//! Ollama embedding provider using the `/api/embed` endpoint.
//!
//! This module is only available when the `ollama` feature is enabled.

use async_trait::async_trait;
use serde::{Deserialize, Serialize};
use tracing::{debug, error, info};

use crate::embedding::{EmbeddingProvider, ensure_dimensions};
use crate::error::{RagError, Result};

/// The default Ollama server address.
pub const DEFAULT_BASE_URL: &str = "http://localhost:11434";

/// Text embedded once at connect time to discover the dimensionality.
const PROBE_TEXT: &str = "test string";

const PROVIDER: &str = "Ollama";

/// An [`EmbeddingProvider`] backed by a local or remote Ollama server.
///
/// Uses `reqwest` to call `POST {base_url}/api/embed` directly. The
/// dimensionality is not configured; [`connect`](Self::connect) embeds a probe
/// string once and fixes [`dimensions()`](EmbeddingProvider::dimensions) to
/// the observed length.
///
/// # Example
///
/// ```rust,ignore
/// use docchat_rag::ollama::OllamaEmbeddingProvider;
///
/// let provider = OllamaEmbeddingProvider::connect("http://localhost:11434", "nomic-embed-text").await?;
/// let embedding = provider.embed("hello world").await?;
/// ```
#[derive(Debug, Clone)]
pub struct OllamaEmbeddingProvider {
    client: reqwest::Client,
    base_url: String,
    model: String,
    dimensions: usize,
}

#[derive(Serialize)]
struct EmbedRequest<'a> {
    model: &'a str,
    input: &'a [&'a str],
}

#[derive(Deserialize)]
struct EmbedResponse {
    embeddings: Vec<Vec<f32>>,
}

#[derive(Deserialize)]
struct ErrorResponse {
    error: String,
}

impl OllamaEmbeddingProvider {
    /// Connect to `base_url`, probing `model` for its embedding dimensionality.
    ///
    /// # Errors
    ///
    /// Returns [`RagError::BackendUnavailable`] if the server cannot be reached
    /// and [`RagError::InvalidInput`] if the model is rejected.
    pub async fn connect(base_url: impl Into<String>, model: impl Into<String>) -> Result<Self> {
        Self::connect_with_client(reqwest::Client::new(), base_url, model).await
    }

    /// Like [`connect`](Self::connect) but reuses an existing HTTP client.
    pub async fn connect_with_client(
        client: reqwest::Client,
        base_url: impl Into<String>,
        model: impl Into<String>,
    ) -> Result<Self> {
        let model = model.into();
        if model.trim().is_empty() {
            return Err(RagError::InvalidParameters("embedding model must not be empty".into()));
        }
        let base_url = base_url.into().trim_end_matches('/').to_string();

        let mut provider = Self { client, base_url, model, dimensions: 0 };
        let probe = provider.request(&[PROBE_TEXT]).await?;
        provider.dimensions = probe.first().map(Vec::len).unwrap_or_default();
        if provider.dimensions == 0 {
            return Err(RagError::BackendUnavailable {
                provider: PROVIDER.into(),
                message: "probe returned no embedding".into(),
            });
        }

        info!(model = %provider.model, dimensions = provider.dimensions, "embedding dimension");
        Ok(provider)
    }

    /// The model name sent with every request.
    pub fn model(&self) -> &str {
        &self.model
    }

    async fn request(&self, texts: &[&str]) -> Result<Vec<Vec<f32>>> {
        let url = format!("{}/api/embed", self.base_url);
        let response = self
            .client
            .post(&url)
            .json(&EmbedRequest { model: &self.model, input: texts })
            .send()
            .await
            .map_err(|e| {
                error!(provider = PROVIDER, error = %e, "request failed");
                RagError::BackendUnavailable {
                    provider: PROVIDER.into(),
                    message: format!("request failed: {e}"),
                }
            })?;

        let status = response.status();
        if !status.is_success() {
            let body = response.text().await.unwrap_or_default();
            let detail =
                serde_json::from_str::<ErrorResponse>(&body).map(|e| e.error).unwrap_or(body);
            error!(provider = PROVIDER, %status, "API error");

            let message = format!("API returned {status}: {detail}");
            return Err(if status.is_client_error() {
                RagError::InvalidInput { provider: PROVIDER.into(), message }
            } else {
                RagError::BackendUnavailable { provider: PROVIDER.into(), message }
            });
        }

        let parsed: EmbedResponse = response.json().await.map_err(|e| {
            error!(provider = PROVIDER, error = %e, "failed to parse response");
            RagError::BackendUnavailable {
                provider: PROVIDER.into(),
                message: format!("failed to parse response: {e}"),
            }
        })?;

        if parsed.embeddings.len() != texts.len() {
            return Err(RagError::BackendUnavailable {
                provider: PROVIDER.into(),
                message: format!(
                    "expected {} embeddings, received {}",
                    texts.len(),
                    parsed.embeddings.len()
                ),
            });
        }
        Ok(parsed.embeddings)
    }
}

#[async_trait]
impl EmbeddingProvider for OllamaEmbeddingProvider {
    async fn embed(&self, text: &str) -> Result<Vec<f32>> {
        let results = self.embed_batch(&[text]).await?;
        results.into_iter().next().ok_or_else(|| RagError::BackendUnavailable {
            provider: PROVIDER.into(),
            message: "API returned empty response".into(),
        })
    }

    async fn embed_batch(&self, texts: &[&str]) -> Result<Vec<Vec<f32>>> {
        if texts.is_empty() {
            return Ok(Vec::new());
        }
        if let Some(i) = texts.iter().position(|t| t.trim().is_empty()) {
            return Err(RagError::InvalidInput {
                provider: PROVIDER.into(),
                message: format!("input {i} is empty"),
            });
        }

        debug!(provider = PROVIDER, batch_size = texts.len(), model = %self.model, "embedding batch");
        let embeddings = self.request(texts).await?;
        for embedding in &embeddings {
            ensure_dimensions(self.dimensions, embedding)?;
        }
        Ok(embeddings)
    }

    fn dimensions(&self) -> usize {
        self.dimensions
    }
}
- - - - -
◆ **Task directions**:
Every word of every entry must be returned as it appears.

◆ **Solution**:
//! Ollama embedding provider using the `/api/embed` endpoint.
//!
//! This module is only available when the `ollama` feature is enabled.

use async_trait::async_trait;
use serde::{Deserialize, Serialize};
use tracing::{debug, error, info};

use crate::embedding::{EmbeddingProvider, ensure_dimensions};
use crate::error::{RagError, Result};

/// The default Ollama server address.
pub const DEFAULT_BASE_URL: &str = "http://localhost:11434";

/// Text embedded once at connect time to discover the dimensionality.
const PROBE_TEXT: &str = "test string";

const PROVIDER: &str = "Ollama";

/// An [`EmbeddingProvider`] backed by a local or remote Ollama server.
///
/// Uses `reqwest` to call `POST {base_url}/api/embed` directly. The
/// dimensionality is not configured; [`connect`](Self::connect) embeds a probe
/// string once and fixes [`dimensions()`](EmbeddingProvider::dimensions) to
/// the observed length.
///
/// # Example
///
/// ```rust,ignore
/// use docchat_rag::ollama::OllamaEmbeddingProvider;
///
/// let provider = OllamaEmbeddingProvider::connect("http://localhost:11434", "nomic-embed-text").await?;
/// let embedding = provider.embed("hello world").await?;
/// ```
#[derive(Debug, Clone)]
pub struct OllamaEmbeddingProvider {
    client: reqwest::Client,
    base_url: String,
    model: String,
    dimensions: usize,
}

#[derive(Serialize)]
struct EmbedRequest<'a> {
    model: &'a str,
    input: &'a [&'a str],
}

#[derive(Deserialize)]
struct EmbedResponse {
    embeddings: Vec<Vec<f32>>,
}

#[derive(Deserialize)]
struct ErrorResponse {
    error: String,
}

impl OllamaEmbeddingProvider {
    /// Connect to `base_url`, probing `model` for its embedding dimensionality.
    ///
    /// # Errors
    ///
    /// Returns [`RagError::BackendUnavailable`] if the server cannot be reached
    /// and [`RagError::InvalidInput`] if the model is rejected.
    pub async fn connect(base_url: impl Into<String>, model: impl Into<String>) -> Result<Self> {
        Self::connect_with_client(reqwest::Client::new(), base_url, model).await
    }

    /// Like [`connect`](Self::connect) but reuses an existing HTTP client.
    pub async fn connect_with_client(
        client: reqwest::Client,
        base_url: impl Into<String>,
        model: impl Into<String>,
    ) -> Result<Self> {
        let model = model.into();
        if model.trim().is_empty() {
            return Err(RagError::InvalidParameters("embedding model must not be empty".into()));
        }
        let base_url = base_url.into().trim_end_matches('/').to_string();

        let mut provider = Self { client, base_url, model, dimensions: 0 };
        let probe = provider.request(&[PROBE_TEXT]).await?;
        provider.dimensions = probe.first().map(Vec::len).unwrap_or_default();
        if provider.dimensions == 0 {
            return Err(RagError::BackendUnavailable {
                provider: PROVIDER.into(),
                message: "probe returned no embedding".into(),
            });
        }

        info!(model = %provider.model, dimensions = provider.dimensions, "embedding dimension");
        Ok(provider)
    }

    /// The model name sent with every request.
    pub fn model(&self) -> &str {
        &self.model
    }

    async fn request(&self, texts: &[&str]) -> Result<Vec<Vec<f32>>> {
        let url = format!("{}/api/embed", self.base_url);
        let response = self
            .client
            .post(&url)
            .json(&EmbedRequest { model: &self.model, input: texts })
            .send()
            .await
            .map_err(|e| {
                error!(provider = PROVIDER, error = %e, "request failed");
                RagError::BackendUnavailable {
                    provider: PROVIDER.into(),
                    message: format!("request failed: {e}"),
                }
            })?;

        let status = response.status();
        if !status.is_success() {
            let body = response.text().await.unwrap_or_default();
            let detail =
                serde_json::from_str::<ErrorResponse>(&body).map(|e| e.error).unwrap_or(body);
            error!(provider = PROVIDER, %status, "API error");

            let message = format!("API returned {status}: {detail}");
            return Err(if status.is_client_error() {
                RagError::InvalidInput { provider: PROVIDER.into(), message }
            } else {
                RagError::BackendUnavailable { provider: PROVIDER.into(), message }
            });
        }

        let parsed: EmbedResponse = response.json().await.map_err(|e| {
            error!(provider = PROVIDER, error = %e, "failed to parse response");
            RagError::BackendUnavailable {
                provider: PROVIDER.into(),
                message: format!("failed to parse response: {e}"),
            }
        })?;

        if parsed.embeddings.len() != texts.len() {
            return Err(RagError::BackendUnavailable {
                provider: PROVIDER.into(),
                message: format!(
                    "expected {} embeddings, received {}",
                    texts.len(),
                    parsed.embeddings.len()
                ),
            });
        }
        Ok(parsed.embeddings)
    }
}

#[async_trait]
impl EmbeddingProvider for OllamaEmbeddingProvider {
    async fn embed(&self, text: &str) -> Result<Vec<f32>> {
        let results = self.embed_batch(&[text]).await?;
        results.into_iter().next().ok_or_else(|| RagError::BackendUnavailable {
            provider: PROVIDER.into(),
            message: "API returned empty response".into(),
        })
    }

    async fn embed_batch(&self, texts: &[&str]) -> Result<Vec<Vec<f32>>> {
        if texts.is_empty() {
            return Ok(Vec::new());
        }
        if let Some(i) = texts.iter().position(|t| t.trim().is_empty()) {
            return Err(RagError::InvalidInput {
                provider: PROVIDER.into(),
                message: format!("input {i} is empty"),
            });
        }

        debug!(provider = PROVIDER, batch_size = texts.len(), model = %self.model, "embedding batch");
        let embeddings = self.request(texts).await?;
        for embedding in &embeddings {
            ensure_dimensions(self.dimensions, embedding)?;
        }
        Ok(embeddings)
    }

    fn dimensions(&self) -> usize {
        self.dimensions
    }
}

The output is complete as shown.